Characterization of the mitotic spindle in triploids bearing bik1-CT Δ40. (A) Triploid cells containing bik1-CTΔ40 have normal spindle morphology. The left panel shows spindles in triploid cells containing BIK1. The right panel shows spindles in triploid cells containing bik1-CTΔ40. MTs are labeled in both strains by GFP-Tub-1. (B) FRAP in BIK1- and bik1-CTΔ40–containing triploid cells. MTs are labeled by GFP-Tub1. The graph shows intensity measurements of a 5 × 5 pixel area from preanahase spindles in triploid cells bearing either BIK1 (Δ, bleached; ⋄, unbleached) or bik1-CTΔ40 (•, bleached; ▪, unbleached). The predicted exponential curves for FRAP are shown as the plotted lines. Curves I and III represent the bleached and unbleached regions of triploid cell bearing bik1-CTΔ40, respectively.
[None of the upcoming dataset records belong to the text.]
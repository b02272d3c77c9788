//! RAG Orchestrator: parse -> retrieve -> (short-circuit | format -> prompt
//! -> generate), strictly sequential within a single request.

use crate::formatter::{format_context, format_project_counts};
use crate::prompt::build_prompt;
use crate::query_parser::{parse_query, ParsedQuery, QueryType};
use crate::retrieval::{HybridRetriever, RetrievalResult};
use avoda_common::config::QueryConfig;
use avoda_common::db::DbPool;
use avoda_common::embeddings::Embedder;
use avoda_common::errors::{AppError, Result};
use avoda_common::llm::LlmGateway;
use serde::Serialize;
use std::sync::Arc;
use std::time::{Duration, Instant};

const NOT_FOUND_MESSAGE: &str = "The source request for this similarity search was not found.";
const DEGRADED_MESSAGE: &str = "An answer could not be produced in time; returning the retrieved set.";

#[derive(Debug, Clone, Serialize)]
pub struct RagOutcome {
    #[serde(skip_serializing_if = "Option::is_none")]
    pub answer: Option<String>,
    pub requests: Vec<avoda_common::db::RequestView>,
    pub total_count: i64,
    pub parsed: ParsedQuery,
    #[serde(skip_serializing_if = "Option::is_none")]
    pub device: Option<&'static str>,
    #[serde(skip_serializing_if = "Option::is_none")]
    pub generation_ms: Option<u64>,
    /// Set when generation was skipped or degraded but the retrieval set
    /// is still being returned (timeout, LLM unavailable, overload).
    #[serde(skip_serializing_if = "std::ops::Not::not")]
    pub degraded: bool,
}

pub struct Orchestrator {
    retriever: HybridRetriever,
    llm: Arc<LlmGateway>,
    config: QueryConfig,
    total_timeout: Duration,
    generate_timeout: Duration,
}

impl Orchestrator {
    pub fn new(db: DbPool, embedder: Arc<dyn Embedder>, llm: Arc<LlmGateway>, config: QueryConfig, total_timeout: Duration, generate_timeout: Duration) -> Self {
        let retriever = HybridRetriever::new(db, embedder, config.clone());
        Self {
            retriever,
            llm,
            config,
            total_timeout,
            generate_timeout,
        }
    }

    /// `/search`: parse + retrieve only, no LLM involved. The only way this
    /// path can time out is inside the SQL retrieval itself, so a deadline
    /// miss here surfaces as `DbTimeout` (504) rather than the LLM-path
    /// `Timeout` that degrades to a 200.
    pub async fn search(&self, raw_query: &str, top_k: usize) -> Result<RagOutcome> {
        let started = Instant::now();
        let parsed = parse_query(raw_query, &self.config);

        let result = match tokio::time::timeout(self.total_timeout, self.retriever.retrieve(&parsed, top_k)).await {
            Ok(result) => result?,
            Err(_) => {
                return Err(AppError::DbTimeout {
                    elapsed_ms: started.elapsed().as_millis() as u64,
                });
            }
        };

        Ok(retrieval_only_outcome(parsed, result))
    }

    /// `/rag`: full pipeline with the short-circuits from the top-level
    /// behaviour table, each returning before the LLM is touched.
    pub async fn answer(&self, raw_query: &str, top_k: usize, use_llm: bool) -> Result<RagOutcome> {
        let started = Instant::now();
        let deadline = self.total_timeout;

        let outcome = tokio::time::timeout(deadline, self.answer_inner(raw_query, top_k, use_llm)).await;

        match outcome {
            Ok(result) => result,
            Err(_) => {
                // The total deadline fired; we don't have a retrieval
                // result to attach because retrieve() itself is what
                // timed out. Surface the graceful degrade with no set.
                let parsed = parse_query(raw_query, &self.config);
                tracing::warn!(elapsed_ms = started.elapsed().as_millis() as u64, "total deadline exceeded");
                Ok(RagOutcome {
                    answer: Some(DEGRADED_MESSAGE.to_string()),
                    requests: vec![],
                    total_count: 0,
                    parsed,
                    device: None,
                    generation_ms: None,
                    degraded: true,
                })
            }
        }
    }

    async fn answer_inner(&self, raw_query: &str, top_k: usize, use_llm: bool) -> Result<RagOutcome> {
        let parsed = parse_query(raw_query, &self.config);
        let result = self.retriever.retrieve(&parsed, top_k).await?;

        if !use_llm {
            return Ok(retrieval_only_outcome(parsed, result));
        }

        if parsed.query_type == QueryType::Count && parsed.entities.projects_query {
            let answer = format_project_counts(&result.requests);
            return Ok(RagOutcome {
                answer: Some(answer),
                requests: result.requests,
                total_count: result.total_count,
                parsed,
                device: None,
                generation_ms: None,
                degraded: false,
            });
        }

        if parsed.query_type == QueryType::Similar && result.source_not_found {
            return Ok(RagOutcome {
                answer: Some(NOT_FOUND_MESSAGE.to_string()),
                requests: result.requests,
                total_count: result.total_count,
                parsed,
                device: None,
                generation_ms: None,
                degraded: false,
            });
        }

        let context = format_context(&result, &parsed, &self.config, self.config.urgency_horizon_days);
        let (system, user) = build_prompt(&parsed, &context);
        let combined_prompt = format!("{system}\n\n{user}");

        match tokio::time::timeout(self.generate_timeout, self.llm.generate(&combined_prompt)).await {
            Ok(Ok(generation)) => Ok(RagOutcome {
                answer: Some(generation.text),
                requests: result.requests,
                total_count: result.total_count,
                parsed,
                device: Some(device_label(generation.device)),
                generation_ms: Some(generation.duration.as_millis() as u64),
                degraded: false,
            }),
            Ok(Err(AppError::LlmUnavailable { .. })) | Ok(Err(AppError::Overloaded)) => Ok(RagOutcome {
                answer: None,
                requests: result.requests,
                total_count: result.total_count,
                parsed,
                device: None,
                generation_ms: None,
                degraded: true,
            }),
            Ok(Err(other)) => Err(other),
            Err(_) => Ok(RagOutcome {
                answer: Some(DEGRADED_MESSAGE.to_string()),
                requests: result.requests,
                total_count: result.total_count,
                parsed,
                device: None,
                generation_ms: None,
                degraded: true,
            }),
        }
    }
}

fn retrieval_only_outcome(parsed: ParsedQuery, result: RetrievalResult) -> RagOutcome {
    RagOutcome {
        answer: None,
        requests: result.requests,
        total_count: result.total_count,
        parsed,
        device: None,
        generation_ms: None,
        degraded: false,
    }
}

fn device_label(device: avoda_common::llm::LlmDevice) -> &'static str {
    match device {
        avoda_common::llm::LlmDevice::Cpu => "cpu",
        avoda_common::llm::LlmDevice::Gpu => "gpu",
    }
}

#[cfg(test)]
mod tests {
    use super::*;
    use crate::query_parser::{Entities, Intent};

    #[test]
    fn test_device_label_matches_lowercase_wire_form() {
        assert_eq!(device_label(avoda_common::llm::LlmDevice::Cpu), "cpu");
        assert_eq!(device_label(avoda_common::llm::LlmDevice::Gpu), "gpu");
    }

    #[test]
    fn test_retrieval_only_outcome_has_no_answer_or_device() {
        let parsed = ParsedQuery {
            raw_query: "q".to_string(),
            intent: Intent::General,
            query_type: QueryType::Find,
            entities: Entities::default(),
            target_fields: vec![],
        };
        let outcome = retrieval_only_outcome(parsed, RetrievalResult::default());
        assert!(outcome.answer.is_none());
        assert!(outcome.device.is_none());
        assert!(!outcome.degraded);
    }
}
Curves II and IV represent the bleached and unbleached regions of cells bearing BIK1, respectively. These theoretical curves were derived from the first-order rate constant, calculated as described in the Materials and methods (also see Table III). The intensity of the unbleached region at the 0 time point was assumed to be 100% and the intensity of bleached region at the 0 time point was assumed to be 0%. (C) Example of a FRAP experiment with a preanaphase triploid cell bearing bik1-CTΔ40. Time is in seconds. Bar, 1 μm. (D) The kinetics of anaphase spindle elongation are not altered in bik1-CTΔ40–containing triploids relative to BIK1-containing triploids. Time-lapse images were acquired from GFP-Tub1–containing strains at ∼90-s intervals.

Figure 7.

bik1-CTΔ40–containing triploids have a defect in preanaphase kinetochore separation. Kinetochore separation was scored in the indicated strains by coimmunostaining for tubulin (monoclonal antibody YOL1/34) and GFP-marked CEN5 (polyclonal anti-GFP). Unseparated kinetochores are seen as one fluorescent dot, whereas separated kinetochores are seen as two dots. The fraction of cells with separated kinetochores and the average spindle lengths were as follows. BIK1-containing cells: 35/86 and 1.2 μm (haploids); 68/158 and 1.2 μm (diploids); and 68/157 and 1.1 μm (triploids). bik1-CTΔ40–containing cells: 35/88 and 1.3 μm (haploids); 63/158 and 1.2 μm (diploids); and 36/197 and 1.2 μm (triploids).

Figure 8.

Defective kinetochore dynamics in bik1-CT Δ40 –containing triploid cells. Rapid single-focal plane imaging of GFP-tagged kinetochores relative to GFP-tagged SPBs in BIK1- and bik1-CTΔ40–containing triploid cells. Images were acquired approximately every 2 s. >1,300 data points were analyzed for each strain. (A) An example of a BIK1-containing triploid cell where kinetochores remain separated throughout most of the time of imaging. (B) An example of a bik1-CTΔ40–containing triploid cell where kinetochores do not separate. (C) An example of a BIK1-containing triploid cell where kinetochores separate on average for an interval >30 s. (D) An example of a bik1-CTΔ40–containing triploid cell where 9 very short kinetochore separations occur within a 2-min period. (E) Time-lapse images illustrating very short kinetochore separations in a bik1-CTΔ40–containing triploid cell. Arrow indicates separated kinetochores. Bar, 1 μm.